2017-11-10 06:46:51 | 架空世界
 "異次元世界へ(2016/03/13)"で少し触れたピアズ・アンソニイ(Piers Anthony)『魔法の国ザンス(Xanth)』は魔法が存在する架空世界での物語ですが、この世界の一領域であるザンスの住人(人間族の住人)は各人が何らかの魔法を使える力を持って生まれてきます。その力は魔法ですから実に様々ですが、その威力の程度は違っていて、最大級の力は「魔法使い級」と呼ばれています。「全く同一の魔法を使える者はいない」という法則は特に書かれてはいなかったはずですが、実際には登場人物には全く同一の魔法を使える者はこれまでいないのではないかと思います。まあシリーズの中で巻ごとに何かしら新しい魔法が登場してネタにもなるわけなので。

 「各人が固有の魔法を使える、そして各人が固有の魔法しか使えない」という設定は、『ワンピース』の"悪魔の実の能力"とか『僕のヒーローアカデミア』の"個性"などと全く変わりませんね。この設定で「全く同一の魔法を使える者はいない」[*1]という縛りを入れると、むちゃくちゃに多様な能力が生み出されることになります。いや縛りを入れなくても、むちゃくちゃに多様な能力が登場するのが作品の魅力のひとつになるので、作者としては能力をふり絞って色々な能力を考え出すことになります。で、アニメなどでは上記両作品の様に、冗談や語呂合わせみたいなネーミングでまさにおもちゃ箱をひっくり返したような楽しい能力であふれるというわけです。

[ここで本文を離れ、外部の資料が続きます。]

//! Login sessions and CSRF token bookkeeping.

use dashmap::{DashMap, DashSet};
use rand::distributions::Alphanumeric;
use rand::Rng;
use std::sync::Arc;
use uuid::Uuid;

pub const SESSION_COOKIE: &str = "gateway_sessionid";
pub const CSRF_COOKIE: &str = "csrftoken";
/// Cookie set by the login form before a session exists.
pub const LOGIN_CSRF_COOKIE: &str = "csrfToken";
pub const CSRF_HEADER: &str = "x-csrftoken";

#[derive(Debug, Clone, PartialEq)]
pub struct Session {
    pub session_id: String,
    pub username: String,
    pub csrf_token: String,
}

/// In-memory session and CSRF bookkeeping.
///
/// Nothing here expires. Sessions live until logout and recorded CSRF tokens
/// are kept for the lifetime of the process.
#[derive(Clone, Default)]
pub struct SessionStore {
    sessions: Arc<DashMap<String, Session>>,
    local_csrf: Arc<DashSet<String>>,
    /// `csrftoken` values the upstream handed out itself.
    downstream_csrf: Arc<DashSet<String>>,
}

pub fn new_csrf_token() -> String {
    rand::thread_rng()
        .sample_iter(&Alphanumeric)
        .take(32)
        .map(char::from)
        .collect()
}

impl SessionStore {
    pub fn new() -> Self {
        Self::default()
    }

    pub fn create(&self, username: &str) -> Session {
        let session = Session {
            session_id: Uuid::new_v4().to_string(),
            username: username.to_string(),
            csrf_token: new_csrf_token(),
        };

        self.local_csrf.insert(session.csrf_token.clone());
        self.sessions
            .insert(session.session_id.clone(), session.clone());

        tracing::info!(username = %username, "Session created");
        session
    }

    pub fn username_for(&self, session_id: &str) -> Option<String> {
        self.sessions.get(session_id).map(|s| s.username.clone())
    }

    pub fn remove(&self, session_id: &str) -> Option<Session> {
        let (_, session) = self.sessions.remove(session_id)?;
        self.local_csrf.remove(&session.csrf_token);
        Some(session)
    }

    /// Whether the token belongs to a live local session.
    pub fn is_local_csrf(&self, token: &str) -> bool {
        self.local_csrf.contains(token)
    }

    pub fn remember_downstream_csrf(&self, token: &str) {
        if self.downstream_csrf.insert(token.to_string()) {
            tracing::debug!("Recorded upstream csrftoken");
        }
    }

    pub fn is_downstream_csrf(&self, token: &str) -> bool {
        self.downstream_csrf.contains(token)
    }
}
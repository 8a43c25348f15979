//! Health and metrics endpoint integration tests.

mod common;

use axum::http::StatusCode;
use common::{body_bytes, body_json, TestApp};

#[tokio::test]
async fn health_check_returns_200() {
    // Arrange
    let app = TestApp::new("http://127.0.0.1:1");

    // Act
    let response = app.get("/health").await;

    // Assert
    assert_eq!(response.status(), StatusCode::OK);
    let body = body_json(response).await;
    assert_eq!(body["status"], "healthy");
}

#[tokio::test]
async fn metrics_endpoint_is_served_locally() {
    let app = TestApp::new("http://127.0.0.1:1");

    let response = app.get("/metrics").await;

    assert_eq!(response.status(), StatusCode::OK);
    let content_type = response.headers()["content-type"].to_str().unwrap().to_string();
    assert!(content_type.starts_with("text/plain"));
    // No recorder is installed in tests, so the body may be empty.
    let _ = body_bytes(response).await;
}
use hmac::{Hmac, Mac};
use sha2::Sha256;
use std::collections::BTreeMap;
use subtle::ConstantTimeEq;

type HmacSha256 = Hmac<Sha256>;

/// Header carrying the shared-secret proof on every proxied request.
pub const TRUSTED_PROXY_HEADER: &str = "x-trusted-proxy";

fn sign_nonce(secret: &str, nonce: &str) -> Result<String, anyhow::Error> {
    let mut mac = HmacSha256::new_from_slice(secret.as_bytes())
        .map_err(|e| anyhow::anyhow!("Invalid key length: {}", e))?;

    // Keys serialize in sorted order, the canonical form upstream verifies.
    let message: BTreeMap<&str, &str> =
        BTreeMap::from([("nonce", nonce), ("shared_secret", secret)]);
    let payload = serde_json::to_vec(&message)?;

    mac.update(&payload);
    Ok(hex::encode(mac.finalize().into_bytes()))
}

/// Generate a trust token of the form `{nonce}:{hex hmac}`.
///
/// The nonce is the current unix time in seconds unless one is supplied.
/// An empty secret is rejected.
pub fn generate_trust_token(secret: &str, nonce: Option<&str>) -> Result<String, anyhow::Error> {
    if secret.is_empty() {
        anyhow::bail!("shared secret is not set");
    }

    let nonce = match nonce {
        Some(n) => n.to_string(),
        None => std::time::SystemTime::now()
            .duration_since(std::time::UNIX_EPOCH)?
            .as_secs()
            .to_string(),
    };

    let signature = sign_nonce(secret, &nonce)?;
    Ok(format!("{}:{}", nonce, signature))
}

/// Verify a trust token using constant-time comparison
pub fn verify_trust_token(secret: &str, token: &str) -> Result<bool, anyhow::Error> {
    let Some((nonce, signature)) = token.split_once(':') else {
        return Ok(false);
    };

    let expected_signature = sign_nonce(secret, nonce)?;
    let expected_bytes = expected_signature.as_bytes();
    let signature_bytes = signature.as_bytes();

    if expected_bytes.len() != signature_bytes.len() {
        return Ok(false);
    }

    Ok(expected_bytes.ct_eq(signature_bytes).into())
}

 日本のアニメではこのような設定は非常に多かったような感じがしますが、初期の似たような設定というとキン肉マンの多様な超人たちでしょうか。読者からのアイディアも募集して、まさにおもちゃ箱全開ですね。それ以前の円谷プロのウルトラシリーズの怪獣たちも似たようなものかも知れません。

 さてザンスシリーズですが、第1・2作目の主人公ビンクは大人になっても魔法を使うことができません。なのでザンスを追放されることになるのですが、なんだか『僕のヒーローアカデミア』の主人公みたいな設定ですね。ところが「情報の魔法使い」が持つ杖はビンクに魔法使い級の力があることを示します。なのにそれがどんな力かを示すことができません。超能力ものを読み込んだ読者ならピンと来てしまうかも知れませんが、ビンクの力の謎の他にも様々な逆転劇が仕込まれていて読み応えのある作品です。楽しもうと思うならば、読む前にwikipediaの記事を全文読むなんてことはしない方がいいですね。

 ザンスシリーズもwikipedia日本語版では「大きな特徴は「駄洒落」である」などと評されていますが、多くは英米文化を常識とした人が英語で聞くことでわかる駄洒落のようで、私自身は読んでいてほとんど駄洒落の存在に気付くことができませんでした[*2]。世界設定はよくできているし、論理破綻は見当たらないし、むしろ非常によくできたハードファンタジー("Hard fantasy")として楽しんでいます。『ワンピース』や『僕のヒーローアカデミア』のように論理破綻など気にするのは間違っている作品とは違うのは不思議な点です[*3]。『植木の法則』もあまり論理破綻は目立たなかったような気もしますが、深く読んでいないだけなのかも知れません。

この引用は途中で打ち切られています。